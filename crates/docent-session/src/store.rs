//! JSON file holding the chat history of the current role.
//!
//! Persistence is best-effort: a missing or unreadable file loads as an empty
//! session and write failures are logged and otherwise ignored.

use std::path::{Path, PathBuf};

use docent_core::entities::ChatMessage;
use docent_core::enums::Role;
use serde::{Deserialize, Serialize};

use crate::error::SessionError;

/// On-disk shape of a saved session.
#[derive(Debug, Clone, Default, PartialEq, Eq, Serialize, Deserialize)]
pub struct SessionSnapshot {
    #[serde(default)]
    pub role: Option<Role>,
    #[serde(default)]
    pub messages: Vec<ChatMessage>,
}

#[derive(Debug, Clone, PartialEq, Eq)]
pub struct HistoryStore {
    path: PathBuf,
}

impl HistoryStore {
    #[must_use]
    pub fn new(path: impl Into<PathBuf>) -> Self {
        Self { path: path.into() }
    }

    #[must_use]
    pub fn path(&self) -> &Path {
        &self.path
    }

    /// Read the saved session. Never fails: problems are logged at `warn`
    /// and an empty snapshot is returned.
    #[must_use]
    pub fn load(&self) -> SessionSnapshot {
        match self.try_load() {
            Ok(snapshot) => snapshot,
            Err(error) => {
                tracing::warn!(path = %self.path.display(), %error, "ignoring unreadable chat history");
                SessionSnapshot::default()
            }
        }
    }

    /// Read the saved session, surfacing errors.
    ///
    /// A missing file is an empty snapshot, not an error.
    ///
    /// # Errors
    ///
    /// Returns `SessionError::Io` if the file exists but cannot be read and
    /// `SessionError::Serialization` if it is not a valid snapshot.
    pub fn try_load(&self) -> Result<SessionSnapshot, SessionError> {
        let raw = match std::fs::read_to_string(&self.path) {
            Ok(raw) => raw,
            Err(source) if source.kind() == std::io::ErrorKind::NotFound => {
                return Ok(SessionSnapshot::default());
            }
            Err(source) => {
                return Err(SessionError::Io {
                    path: self.path.clone(),
                    source,
                });
            }
        };
        Ok(serde_json::from_str(&raw)?)
    }

    /// Write the session, logging failures at `warn`.
    pub fn save(&self, snapshot: &SessionSnapshot) {
        if let Err(error) = self.try_save(snapshot) {
            tracing::warn!(path = %self.path.display(), %error, "failed to persist chat history");
        }
    }

    /// Write the session, creating parent directories as needed.
    ///
    /// # Errors
    ///
    /// Returns `SessionError::Io` on filesystem failures.
    pub fn try_save(&self, snapshot: &SessionSnapshot) -> Result<(), SessionError> {
        let io_error = |source| SessionError::Io {
            path: self.path.clone(),
            source,
        };
        if let Some(parent) = self.path.parent().filter(|p| !p.as_os_str().is_empty()) {
            std::fs::create_dir_all(parent).map_err(io_error)?;
        }
        let json = serde_json::to_string_pretty(snapshot)?;
        std::fs::write(&self.path, json).map_err(io_error)
    }

    /// Delete the saved session. A missing file is fine; other failures are
    /// logged at `warn`.
    pub fn clear(&self) {
        match std::fs::remove_file(&self.path) {
            Ok(()) => {}
            Err(error) if error.kind() == std::io::ErrorKind::NotFound => {}
            Err(error) => {
                tracing::warn!(path = %self.path.display(), %error, "failed to clear chat history");
            }
        }
    }
}

#[cfg(test)]
mod tests {
    use chrono::Utc;
    use docent_core::enums::MessageRole;
    use pretty_assertions::assert_eq;

    use super::*;

    fn snapshot() -> SessionSnapshot {
        SessionSnapshot {
            role: Some(Role::Developer),
            messages: vec![ChatMessage {
                id: "msg-00c0ffee".into(),
                role: MessageRole::User,
                content: "What are the button props?".into(),
                timestamp: Utc::now(),
                meta: None,
            }],
        }
    }

    #[test]
    fn saves_and_loads() {
        let dir = tempfile::tempdir().unwrap();
        let store = HistoryStore::new(dir.path().join("nested/session.json"));
        store.save(&snapshot());
        assert_eq!(store.load(), snapshot());
    }

    #[test]
    fn missing_file_is_empty() {
        let dir = tempfile::tempdir().unwrap();
        let store = HistoryStore::new(dir.path().join("session.json"));
        assert_eq!(store.try_load().unwrap(), SessionSnapshot::default());
    }

    #[test]
    fn corrupt_file_loads_empty() {
        let dir = tempfile::tempdir().unwrap();
        let path = dir.path().join("session.json");
        std::fs::write(&path, "{ not json").unwrap();
        let store = HistoryStore::new(&path);
        assert!(matches!(
            store.try_load(),
            Err(SessionError::Serialization(_))
        ));
        assert_eq!(store.load(), SessionSnapshot::default());
    }

    #[test]
    fn save_failure_is_swallowed() {
        let dir = tempfile::tempdir().unwrap();
        let blocker = dir.path().join("file");
        std::fs::write(&blocker, "x").unwrap();
        let store = HistoryStore::new(blocker.join("session.json"));
        store.save(&snapshot());
        assert!(store.try_save(&snapshot()).is_err());
    }

    #[test]
    fn clear_removes_file_and_tolerates_absence() {
        let dir = tempfile::tempdir().unwrap();
        let store = HistoryStore::new(dir.path().join("session.json"));
        store.save(&snapshot());
        store.clear();
        assert!(!store.path().exists());
        store.clear();
    }
}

» Exercise prompt
Return each line of the data that contains the string "saved".

» Written reply
/// On-disk shape of a saved session.
    /// Read the saved session. Never fails: problems are logged at `warn`
    /// Read the saved session, surfacing errors.
    /// Delete the saved session. A missing file is fine; other failures are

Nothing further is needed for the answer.